*** Block opens ***
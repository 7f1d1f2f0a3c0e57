//! Per-service entry point for guarded dependency calls.

use arc_swap::ArcSwap;
use std::future::Future;
use std::sync::Arc;
use tokio_util::sync::CancellationToken;

use crate::config::schema::GuardConfig;
use crate::config::validation::ValidationError;
use crate::dependencies::catalog::DependencyCatalog;
use crate::resilience::{
    CallPolicy, CircuitRegistry, CircuitSnapshot, Envelope, FailureKind, Retryable,
};

/// Envelope plus the catalog that maps identities to policies.
///
/// Cloning is cheap; clones share the registry and the catalog.
#[derive(Debug, Clone)]
pub struct DependencyGuard {
    envelope: Envelope,
    catalog: Arc<ArcSwap<DependencyCatalog>>,
}

impl DependencyGuard {
    /// Create a guard and register a Closed circuit for every catalog entry,
    /// so health reports list dependencies before their first call.
    pub fn new(registry: Arc<CircuitRegistry>, catalog: DependencyCatalog) -> Self {
        for spec in catalog.dependencies() {
            registry.circuit(&spec.identity);
        }
        Self {
            envelope: Envelope::new(registry),
            catalog: Arc::new(ArcSwap::from_pointee(catalog)),
        }
    }

    /// Build registry and catalog from a configuration.
    pub fn from_config(config: &GuardConfig) -> Result<Self, Vec<ValidationError>> {
        let catalog = DependencyCatalog::from_config(config)?;
        let registry = Arc::new(CircuitRegistry::new(config.window));
        Ok(Self::new(registry, catalog))
    }

    pub fn envelope(&self) -> &Envelope {
        &self.envelope
    }

    pub fn registry(&self) -> &Arc<CircuitRegistry> {
        self.envelope.registry()
    }

    /// Current catalog.
    pub fn catalog(&self) -> Arc<DependencyCatalog> {
        self.catalog.load_full()
    }

    pub fn policy_for(&self, identity: &str) -> Arc<CallPolicy> {
        self.catalog.load().policy_for(identity)
    }

    pub fn status(&self, identity: &str) -> Option<CircuitSnapshot> {
        self.envelope.status(identity)
    }

    /// Run `operation` against `identity` with its configured policy.
    pub async fn call<T, E, F, Fut>(&self, identity: &str, operation: F) -> Result<T, FailureKind<E>>
    where
        F: FnMut() -> Fut,
        Fut: Future<Output = Result<T, E>>,
        E: Retryable,
    {
        let policy = self.policy_for(identity);
        self.envelope.execute(identity, &policy, operation).await
    }

    /// Like `call`, aborting when `cancel` fires.
    pub async fn call_with_cancel<T, E, F, Fut>(
        &self,
        identity: &str,
        cancel: &CancellationToken,
        operation: F,
    ) -> Result<T, FailureKind<E>>
    where
        F: FnMut() -> Fut,
        Fut: Future<Output = Result<T, E>>,
        E: Retryable,
    {
        let policy = self.policy_for(identity);
        self.envelope
            .execute_with_cancel(identity, &policy, cancel, operation)
            .await
    }

    /// Swap in policies and dependencies from a new configuration.
    ///
    /// Circuit state is kept; the window settings of existing circuits do
    /// not change.
    pub fn reload(&self, config: &GuardConfig) -> Result<(), Vec<ValidationError>> {
        let catalog = DependencyCatalog::from_config(config)?;
        if config.window != self.registry().settings() {
            tracing::warn!("Window settings changed; they apply after restart only");
        }
        for spec in catalog.dependencies() {
            self.registry().circuit(&spec.identity);
        }
        let count = catalog.dependencies().count();
        self.catalog.store(Arc::new(catalog));
        tracing::info!(dependencies = count, "Dependency catalog reloaded");
        Ok(())
    }
}

#[cfg(test)]
mod tests {
    use super::*;
    use crate::config::schema::{DependencyConfig, PolicyConfig};
    use crate::resilience::CircuitStatus;

    #[derive(Debug)]
    struct Down;

    impl Retryable for Down {}

    fn config() -> GuardConfig {
        let mut config = GuardConfig::default();
        config.window.min_samples = 1;
        config.policies.insert(
            "fast".into(),
            PolicyConfig {
                timeout_ms: 50,
                max_retries: 0,
                backoff_base_ms: 1,
                backoff_cap_ms: 1,
                ..PolicyConfig::default()
            },
        );
        config.dependencies.push(DependencyConfig {
            identity: "postgres-auth".into(),
            class: "fast".into(),
            probe_url: None,
        });
        config
    }

    #[test]
    fn test_circuits_registered_up_front() {
        let guard = DependencyGuard::from_config(&config()).unwrap();
        let snap = guard.status("postgres-auth").unwrap();
        assert_eq!(snap.status, CircuitStatus::Closed);
        assert_eq!(snap.samples, 0);
    }

    #[tokio::test(start_paused = true)]
    async fn test_call_uses_class_policy() {
        let guard = DependencyGuard::from_config(&config()).unwrap();
        let result: Result<(), _> = guard.call("postgres-auth", || async { Err(Down) }).await;
        assert!(matches!(result, Err(FailureKind::DependencyFailure { attempts: 1, .. })));
        assert_eq!(guard.status("postgres-auth").unwrap().status, CircuitStatus::Open);
    }

    #[tokio::test(start_paused = true)]
    async fn test_reload_keeps_circuit_state() {
        let guard = DependencyGuard::from_config(&config()).unwrap();
        let _: Result<(), _> = guard.call("postgres-auth", || async { Err(Down) }).await;

        let mut updated = config();
        updated.policies.get_mut("fast").unwrap().max_retries = 4;
        updated.dependencies.push(DependencyConfig {
            identity: "redis-cache".into(),
            class: "cache".into(),
            probe_url: None,
        });
        guard.reload(&updated).unwrap();

        assert_eq!(guard.policy_for("postgres-auth").max_retries(), 4);
        assert_eq!(guard.status("postgres-auth").unwrap().status, CircuitStatus::Open);
        assert!(guard.status("redis-cache").is_some());
    }

    #[test]
    fn test_reload_rejects_invalid() {
        let guard = DependencyGuard::from_config(&config()).unwrap();
        let mut broken = config();
        broken.window.min_samples = 0;
        assert!(guard.reload(&broken).is_err());
        assert_eq!(guard.policy_for("postgres-auth").max_retries(), 0);
    }
}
*** Block closes ***
The required answer is each line of the data in which the word "CircuitRegistry" appears.

◆ Solution to this task:
    CallPolicy, CircuitRegistry, CircuitSnapshot, Envelope, FailureKind, Retryable,
    pub fn new(registry: Arc<CircuitRegistry>, catalog: DependencyCatalog) -> Self {
        let registry = Arc::new(CircuitRegistry::new(config.window));
    pub fn registry(&self) -> &Arc<CircuitRegistry> {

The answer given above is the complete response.